§ **WHAT TO DO**:
A word-for-word retyping of the listing is the goal.

____

//! Arena-backed search tree.
//!
//! Nodes live in a flat `Vec` and refer to each other by [`NodeId`];
//! parent links are navigational back-indices and never own. The tree
//! grows only; nodes are dropped together with the engine.

use super::node::{Node, NodeId};
use super::state::CoverState;

/// The search tree: arena of nodes plus the root index.
#[derive(Debug)]
pub struct SearchTree {
    nodes: Vec<Node>,
    root_id: NodeId,
}

impl SearchTree {
    /// Tree containing only a root with the given state.
    #[must_use]
    pub fn new(root_state: CoverState) -> Self {
        Self { nodes: vec![Node::new(root_state)], root_id: NodeId::new(0) }
    }

    /// Id of the root node.
    #[must_use]
    pub fn root_id(&self) -> NodeId {
        self.root_id
    }

    /// Borrow a node. `id` must come from this tree.
    #[must_use]
    pub fn node(&self, id: NodeId) -> &Node {
        &self.nodes[id.0]
    }

    /// Mutably borrow a node. `id` must come from this tree.
    pub fn node_mut(&mut self, id: NodeId) -> &mut Node {
        &mut self.nodes[id.0]
    }

    /// Append a child under `parent_id`, wiring both links.
    pub fn add_child(&mut self, parent_id: NodeId, state: CoverState) -> NodeId {
        let child_id = NodeId::new(self.nodes.len());
        let mut child = Node::new(state);
        child.parent = Some(parent_id);
        self.nodes.push(child);
        self.nodes[parent_id.0].children.push(child_id);
        child_id
    }

    /// Total number of nodes.
    #[must_use]
    pub fn size(&self) -> usize {
        self.nodes.len()
    }

    /// Iterate every node id in the arena.
    pub fn ids(&self) -> impl Iterator<Item = NodeId> {
        (0..self.nodes.len()).map(NodeId::new)
    }
}
//! Graph instance loading and saving.

use std::fs;
use std::path::Path;

use serde::{Deserialize, Serialize};

use crate::graph::Graph;
use crate::Result;

/// On-disk instance schema: `{"num_vertices": N, "edges": [[u, v], ...]}`.
#[derive(Debug, Clone, Serialize, Deserialize)]
pub struct GraphFile {
    pub num_vertices: usize,
    pub edges: Vec<(usize, usize)>,
}

impl GraphFile {
    /// Validate the stored edge list into a [`Graph`].
    pub fn to_graph(&self) -> Result<Graph> {
        Ok(Graph::from_edges(self.num_vertices, &self.edges)?)
    }
}

/// Load a graph instance from a JSON file.
///
/// # Example
///
/// ```no_run
/// use cubrir::io::load_graph;
///
/// let graph = load_graph("data/mvc/inputs/graph_0000.json").expect("readable instance");
/// println!("{} vertices, {} edges", graph.num_vertices(), graph.num_edges());
/// ```
pub fn load_graph(path: impl AsRef<Path>) -> Result<Graph> {
    let content = fs::read_to_string(path)?;
    let file: GraphFile = serde_json::from_str(&content)?;
    file.to_graph()
}

/// Write a graph instance as JSON.
pub fn save_graph(path: impl AsRef<Path>, file: &GraphFile) -> Result<()> {
    fs::write(path, serde_json::to_string(file)?)?;
    Ok(())
}
//! cubrir CLI
//!
//! Anytime minimum vertex cover solving from the command line.
//!
//! # Usage
//!
//! ```bash
//! # Solve one instance
//! cubrir solve graph.json --iterations 2000 --seed 7
//!
//! # Benchmark a dataset
//! cubrir bench --manifest data/mvc/manifest.json --iterations 50
//!
//! # Generate a random dataset
//! cubrir generate --count 20 --min-n 8 --max-n 20 --edge-prob 0.2
//! ```

use std::process::ExitCode;

use clap::Parser;
use cubrir::cli::{run_command, Cli};

fn main() -> ExitCode {
    let cli = Cli::parse();

    match run_command(cli) {
        Ok(()) => ExitCode::SUCCESS,
        Err(e) => {
            eprintln!("Error: {e}");
            ExitCode::FAILURE
        }
    }
}
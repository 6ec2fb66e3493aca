//! Greedy rollout completing a partial assignment into a full cover.

use crate::graph::Graph;

use super::state::CoverState;

/// Complete `from` into a vertex cover by repeatedly selecting the
/// vertex incident to the most uncovered edges (ties broken by lowest
/// index) until no edge is uncovered.
///
/// Only the `selected` set of `from` is consulted; open and excluded
/// vertices are both candidates for the greedy completion.
#[must_use]
pub fn greedy_completion(graph: &Graph, from: &CoverState) -> CoverState {
    let n = graph.num_vertices();
    let mut selected: Vec<bool> = (0..n).map(|v| from.is_selected(v)).collect();

    loop {
        let mut degrees = vec![0usize; n];
        let mut uncovered = false;
        for (u, v) in graph.edges() {
            if !selected[u] && !selected[v] {
                uncovered = true;
                degrees[u] += 1;
                degrees[v] += 1;
            }
        }
        if !uncovered {
            break;
        }

        let mut pick = None;
        let mut best = 0;
        for (v, &is_in) in selected.iter().enumerate() {
            if !is_in && (pick.is_none() || degrees[v] > best) {
                pick = Some(v);
                best = degrees[v];
            }
        }
        match pick {
            Some(v) => selected[v] = true,
            // Every vertex already selected; nothing left to add.
            None => break,
        }
    }

    CoverState::from_selected(selected)
}
use axum::{response::Json, routing::get, Router};
use chrono::Utc;
use serde::Serialize;
use std::sync::Arc;

use crate::{
    logger::{self, LogTag},
    webserver::state::AppState,
};

/// Liveness response, independent of collector or store state
#[derive(Debug, Clone, Serialize)]
pub struct HealthResponse {
    pub status: String,
    pub timestamp: chrono::DateTime<chrono::Utc>,
    pub service: String,
    pub version: String,
}

pub fn routes() -> Router<Arc<AppState>> {
    Router::new().route("/health", get(health_check))
}

/// GET /health
async fn health_check() -> Json<HealthResponse> {
    logger::verbose(LogTag::Webserver, "Health check endpoint called");

    Json(HealthResponse {
        status: "ok".to_string(),
        timestamp: Utc::now(),
        service: env!("CARGO_PKG_NAME").to_string(),
        version: env!("CARGO_PKG_VERSION").to_string(),
    })
}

____

§ **WORKED SOLUTION**:
//! Arena-backed search tree.
//!
//! Nodes live in a flat `Vec` and refer to each other by [`NodeId`];
//! parent links are navigational back-indices and never own. The tree
//! grows only; nodes are dropped together with the engine.

use super::node::{Node, NodeId};
use super::state::CoverState;

/// The search tree: arena of nodes plus the root index.
#[derive(Debug)]
pub struct SearchTree {
    nodes: Vec<Node>,
    root_id: NodeId,
}

impl SearchTree {
    /// Tree containing only a root with the given state.
    #[must_use]
    pub fn new(root_state: CoverState) -> Self {
        Self { nodes: vec![Node::new(root_state)], root_id: NodeId::new(0) }
    }

    /// Id of the root node.
    #[must_use]
    pub fn root_id(&self) -> NodeId {
        self.root_id
    }

    /// Borrow a node. `id` must come from this tree.
    #[must_use]
    pub fn node(&self, id: NodeId) -> &Node {
        &self.nodes[id.0]
    }

    /// Mutably borrow a node. `id` must come from this tree.
    pub fn node_mut(&mut self, id: NodeId) -> &mut Node {
        &mut self.nodes[id.0]
    }

    /// Append a child under `parent_id`, wiring both links.
    pub fn add_child(&mut self, parent_id: NodeId, state: CoverState) -> NodeId {
        let child_id = NodeId::new(self.nodes.len());
        let mut child = Node::new(state);
        child.parent = Some(parent_id);
        self.nodes.push(child);
        self.nodes[parent_id.0].children.push(child_id);
        child_id
    }

    /// Total number of nodes.
    #[must_use]
    pub fn size(&self) -> usize {
        self.nodes.len()
    }

    /// Iterate every node id in the arena.
    pub fn ids(&self) -> impl Iterator<Item = NodeId> {
        (0..self.nodes.len()).map(NodeId::new)
    }
}
//! Graph instance loading and saving.

use std::fs;
use std::path::Path;

use serde::{Deserialize, Serialize};

use crate::graph::Graph;
use crate::Result;

/// On-disk instance schema: `{"num_vertices": N, "edges": [[u, v], ...]}`.
#[derive(Debug, Clone, Serialize, Deserialize)]
pub struct GraphFile {
    pub num_vertices: usize,
    pub edges: Vec<(usize, usize)>,
}

impl GraphFile {
    /// Validate the stored edge list into a [`Graph`].
    pub fn to_graph(&self) -> Result<Graph> {
        Ok(Graph::from_edges(self.num_vertices, &self.edges)?)
    }
}

/// Load a graph instance from a JSON file.
///
/// # Example
///
/// ```no_run
/// use cubrir::io::load_graph;
///
/// let graph = load_graph("data/mvc/inputs/graph_0000.json").expect("readable instance");
/// println!("{} vertices, {} edges", graph.num_vertices(), graph.num_edges());
/// ```
pub fn load_graph(path: impl AsRef<Path>) -> Result<Graph> {
    let content = fs::read_to_string(path)?;
    let file: GraphFile = serde_json::from_str(&content)?;
    file.to_graph()
}

/// Write a graph instance as JSON.
pub fn save_graph(path: impl AsRef<Path>, file: &GraphFile) -> Result<()> {
    fs::write(path, serde_json::to_string(file)?)?;
    Ok(())
}
//! cubrir CLI
//!
//! Anytime minimum vertex cover solving from the command line.
//!
//! # Usage
//!
//! ```bash
//! # Solve one instance
//! cubrir solve graph.json --iterations 2000 --seed 7
//!
//! # Benchmark a dataset
//! cubrir bench --manifest data/mvc/manifest.json --iterations 50
//!
//! # Generate a random dataset
//! cubrir generate --count 20 --min-n 8 --max-n 20 --edge-prob 0.2
//! ```

use std::process::ExitCode;

use clap::Parser;
use cubrir::cli::{run_command, Cli};

fn main() -> ExitCode {
    let cli = Cli::parse();

    match run_command(cli) {
        Ok(()) => ExitCode::SUCCESS,
        Err(e) => {
            eprintln!("Error: {e}");
            ExitCode::FAILURE
        }
    }
}
repository 6ec2fb66e3493aca
//! Greedy rollout completing a partial assignment into a full cover.

use crate::graph::Graph;

use super::state::CoverState;

/// Complete `from` into a vertex cover by repeatedly selecting the
/// vertex incident to the most uncovered edges (ties broken by lowest
/// index) until no edge is uncovered.
///
/// Only the `selected` set of `from` is consulted; open and excluded
/// vertices are both candidates for the greedy completion.
#[must_use]
pub fn greedy_completion(graph: &Graph, from: &CoverState) -> CoverState {
    let n = graph.num_vertices();
    let mut selected: Vec<bool> = (0..n).map(|v| from.is_selected(v)).collect();

    loop {
        let mut degrees = vec![0usize; n];
        let mut uncovered = false;
        for (u, v) in graph.edges() {
            if !selected[u] && !selected[v] {
                uncovered = true;
                degrees[u] += 1;
                degrees[v] += 1;
            }
        }
        if !uncovered {
            break;
        }

        let mut pick = None;
        let mut best = 0;
        for (v, &is_in) in selected.iter().enumerate() {
            if !is_in && (pick.is_none() || degrees[v] > best) {
                pick = Some(v);
                best = degrees[v];
            }
        }
        match pick {
            Some(v) => selected[v] = true,
            // Every vertex already selected; nothing left to add.
            None => break,
        }
    }

    CoverState::from_selected(selected)
}
use axum::{response::Json, routing::get, Router};
use chrono::Utc;
use serde::Serialize;
use std::sync::Arc;

use crate::{
    logger::{self, LogTag},
    webserver::state::AppState,
};

/// Liveness response, independent of collector or store state
#[derive(Debug, Clone, Serialize)]
pub struct HealthResponse {
    pub status: String,
    pub timestamp: chrono::DateTime<chrono::Utc>,
    pub service: String,
    pub version: String,
}

pub fn routes() -> Router<Arc<AppState>> {
    Router::new().route("/health", get(health_check))
}

/// GET /health
async fn health_check() -> Json<HealthResponse> {
    logger::verbose(LogTag::Webserver, "Health check endpoint called");

    Json(HealthResponse {
        status: "ok".to_string(),
        timestamp: Utc::now(),
        service: env!("CARGO_PKG_NAME").to_string(),
        version: env!("CARGO_PKG_VERSION").to_string(),
    })
}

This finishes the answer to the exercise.